Attention Kitchener-Waterloo residents: Better Application Lifecycle Management with Microsoft Visual Studio 2010, presented by Dave Lloyd

If you’re in the Kitchener-Waterloo area and want to know more about Visual Studio 2010, you should check out the Visual Studio 2010 presentation by ObjectSharp and Microsoft on the morning of Thursday, January 21st.

Dave Lloyd of ObjectSharp will walk you through the goodies in the upcoming Visual Studio 2010 and how they can help you and your team with all those things you do in your day-to-day development, from collaboration to architecture to prototyping to testing and debugging.

You’ll also learn about the Ultimate Offer, which is a great way to level up your Visual Studio licence and MSDN subscription levels. This offer won’t be around forever!
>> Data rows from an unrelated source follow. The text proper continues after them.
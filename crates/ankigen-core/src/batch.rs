//! Sequential batch driver.
//!
//! Cards are enriched one at a time, in input order, with ids `1..=N`. A card
//! is only pushed once fully built, so cancellation never leaves a
//! half-written card in the output.

use futures_util::future::BoxFuture;
use thiserror::Error;
use tokio_util::sync::CancellationToken;

use crate::enrich::EnrichError;
use crate::model::{Flashcard, RawFlashcard};
use crate::ProgressEvent;

/// Anything that can enrich one raw card.
pub trait CardEnricher: Send + Sync {
    fn enrich_card<'a>(
        &'a self,
        raw: &'a RawFlashcard,
        id: usize,
        cancel: &'a CancellationToken,
    ) -> BoxFuture<'a, Result<Flashcard, EnrichError>>;
}

/// The batch was cancelled; `partial` holds the cards finished before that.
#[derive(Error, Debug)]
#[error("enrichment cancelled after {} of {} flashcards", .partial.len(), .total)]
pub struct BatchCancelled {
    pub partial: Vec<Flashcard>,
    pub total: usize,
}

/// Enrich every card in `raws`.
///
/// A card whose enrichment fails is replaced by a bare card, so on success
/// the output has the same length and order as the input.
pub async fn enrich_all(
    enricher: &dyn CardEnricher,
    raws: &[RawFlashcard],
    progress: &(dyn Fn(ProgressEvent) + Send + Sync),
    cancel: &CancellationToken,
) -> Result<Vec<Flashcard>, BatchCancelled> {
    let total = raws.len();
    let mut cards = Vec::with_capacity(total);

    for (index, raw) in raws.iter().enumerate() {
        if cancel.is_cancelled() {
            return Err(BatchCancelled {
                partial: cards,
                total,
            });
        }

        let id = index + 1;
        progress(ProgressEvent::Enriching {
            index,
            total,
            english: raw.english.clone(),
        });

        let card = match enricher.enrich_card(raw, id, cancel).await {
            Ok(card) => card,
            Err(EnrichError::Cancelled(_)) => {
                return Err(BatchCancelled {
                    partial: cards,
                    total,
                });
            }
            Err(err) => {
                progress(ProgressEvent::ItemFailed {
                    index,
                    english: raw.english.clone(),
                    error: err.to_string(),
                });
                Flashcard::bare(id, raw)
            }
        };

        progress(ProgressEvent::Enriched {
            index,
            total,
            english: card.english.clone(),
            has_dictionary_data: card.has_dictionary_data(),
        });
        cards.push(card);
    }

    Ok(cards)
}

#[cfg(test)]
mod tests {
    use super::*;
    use crate::Cancelled;
    use std::sync::{Arc, Mutex};

    /// Fills `definition` with the English word, fails on "bad" and cancels
    /// the shared token on "stop".
    struct ScriptedEnricher {
        cancel: CancellationToken,
    }

    impl CardEnricher for ScriptedEnricher {
        fn enrich_card<'a>(
            &'a self,
            raw: &'a RawFlashcard,
            id: usize,
            _cancel: &'a CancellationToken,
        ) -> BoxFuture<'a, Result<Flashcard, EnrichError>> {
            Box::pin(async move {
                match raw.english.as_str() {
                    "bad" => Err(EnrichError::Failed {
                        english: raw.english.clone(),
                        reason: "boom".into(),
                    }),
                    "stop" => {
                        self.cancel.cancel();
                        Err(Cancelled.into())
                    }
                    _ => {
                        let mut card = Flashcard::bare(id, raw);
                        card.definition = format!("def of {}", raw.english);
                        Ok(card)
                    }
                }
            })
        }
    }

    fn raws(words: &[&str]) -> Vec<RawFlashcard> {
        words
            .iter()
            .enumerate()
            .map(|(i, w)| RawFlashcard::new(format!("ru{}", i), *w))
            .collect()
    }

    #[tokio::test]
    async fn preserves_order_identity_and_length() {
        let cancel = CancellationToken::new();
        let enricher = ScriptedEnricher {
            cancel: cancel.clone(),
        };
        let input = raws(&["house", "bad", "cat"]);
        let events = Arc::new(Mutex::new(Vec::new()));
        let sink = events.clone();

        let cards = enrich_all(
            &enricher,
            &input,
            &move |e| sink.lock().unwrap().push(e),
            &cancel,
        )
        .await
        .unwrap();

        assert_eq!(cards.len(), input.len());
        for (i, (card, raw)) in cards.iter().zip(&input).enumerate() {
            assert_eq!(card.id, i + 1);
            assert_eq!(card.english, raw.english);
            assert_eq!(card.russian, raw.russian);
        }
        assert_eq!(cards[0].definition, "def of house");
        // Failed item becomes a bare card.
        assert_eq!(cards[1].definition, "");
        assert_eq!(cards[2].definition, "def of cat");

        let events = events.lock().unwrap();
        assert!(events.iter().any(|e| matches!(
            e,
            ProgressEvent::ItemFailed { index: 1, .. }
        )));
        let enriched = events
            .iter()
            .filter(|e| matches!(e, ProgressEvent::Enriched { .. }))
            .count();
        assert_eq!(enriched, 3);
    }

    #[tokio::test]
    async fn cancellation_returns_partial_results() {
        let cancel = CancellationToken::new();
        let enricher = ScriptedEnricher {
            cancel: cancel.clone(),
        };
        let input = raws(&["house", "cat", "stop", "dog"]);

        let err = enrich_all(&enricher, &input, &|_| {}, &cancel)
            .await
            .unwrap_err();

        assert_eq!(err.total, 4);
        assert_eq!(err.partial.len(), 2);
        assert_eq!(err.partial[1].english, "cat");
        assert_eq!(
            err.to_string(),
            "enrichment cancelled after 2 of 4 flashcards"
        );
    }

    #[tokio::test]
    async fn cancelled_before_start_returns_nothing() {
        let cancel = CancellationToken::new();
        cancel.cancel();
        let enricher = ScriptedEnricher {
            cancel: cancel.clone(),
        };
        let err = enrich_all(&enricher, &raws(&["house"]), &|_| {}, &cancel)
            .await
            .unwrap_err();
        assert!(err.partial.is_empty());
    }

    #[tokio::test]
    async fn empty_input_is_empty_output() {
        let cancel = CancellationToken::new();
        let enricher = ScriptedEnricher {
            cancel: cancel.clone(),
        };
        let cards = enrich_all(&enricher, &[], &|_| {}, &cancel).await.unwrap();
        assert!(cards.is_empty());
    }
}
This event is free-as-in-beer to attend; all you have to do is register. I’ve provided the details below:

How do I sign up for the event? Register here and enter this invitation key when prompted:

DEAA69

When is the event? Thursday, January 21st, 2010.
Registration takes place from
9:00 – 9:30 a.m.
Presentation takes place from
9:30 a.m. – 11:30 a.m.

Includes a continental breakfast buffet

Where is the event? St. George Hall
655 King Street North
Hall
Waterloo, Ontario

There’s free parking at the event in the lot just off King Street.

 

This article also appears in Canadian Developer Connection.